Guila and his team earlier developed scaffolding that they coat with stem cells to later implant into joints to form cartilage. His lab also previously built so-called SMART cartilage cells (Stem cells Modified for Autonomous Regenerative Therapy) using CRISPR-Cas9 technology.

In the new study, the combined these strategies to treat rheumatoid arthritis. 

“The cells sit under the skin or in a joint for months, and when they sense an inflammatory environment, they are programmed to release a biologic drug,” said Guilak. 

“We focused on bone erosion because that is a big problem for patients with rheumatoid arthritis, which is not effectively treated by current biologics” said co-first author Yunrak Choi, MD, a visiting orthopedic surgeon in the Guilak lab. “We used imaging techniques to closely examine bones in the animals, and we found that this approach prevented bone erosion.

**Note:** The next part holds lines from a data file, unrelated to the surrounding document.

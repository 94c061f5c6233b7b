//! Inbound request logging.

use std::net::SocketAddr;

use axum::{body::Body, extract::ConnectInfo, http::Request};

/// Header carrying the correlation id set by the request-id layer.
pub const X_REQUEST_ID: &str = "x-request-id";

/// Remote peer address, when the server was started with connect info.
pub fn remote_addr(request: &Request<Body>) -> Option<SocketAddr> {
    request
        .extensions()
        .get::<ConnectInfo<SocketAddr>>()
        .map(|ConnectInfo(addr)| *addr)
}

/// Log method, path, protocol, remote address and headers of `request`.
pub fn log_request(request: &Request<Body>) {
    let request_id = request
        .headers()
        .get(X_REQUEST_ID)
        .and_then(|v| v.to_str().ok())
        .unwrap_or("unknown");
    let remote = remote_addr(request)
        .map(|addr| addr.to_string())
        .unwrap_or_else(|| "unknown".to_string());

    tracing::info!(
        request_id = %request_id,
        remote_addr = %remote,
        method = %request.method(),
        uri = %request.uri(),
        version = ?request.version(),
        "Received request"
    );

    for (name, value) in request.headers() {
        tracing::debug!(
            request_id = %request_id,
            header = %name,
            value = ?value,
            "Request header"
        );
    }
}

We’re very excited about this advance, which seems to meet an important unmet clinical need.”

Guilak also teamed up with Christine Pham, MD, director of the Division of Rheumatology and the Guy and Ella Mae Magness Professor of Medicine.

“Although biologics have revolutionized the treatment of inflammatory arthritis, the continuous administration of these drugs often leads to adverse events, including an increased risk of infection,” Pham explained. “The idea of delivering such drugs essentially on demand in response to arthritis flares is extremely attractive to those of us who work with arthritis patients, because the approach could limit the adverse effects that accompany continuous high-dose administration of these drugs.”

The experimentations are still going on with CRISPR-Cas9.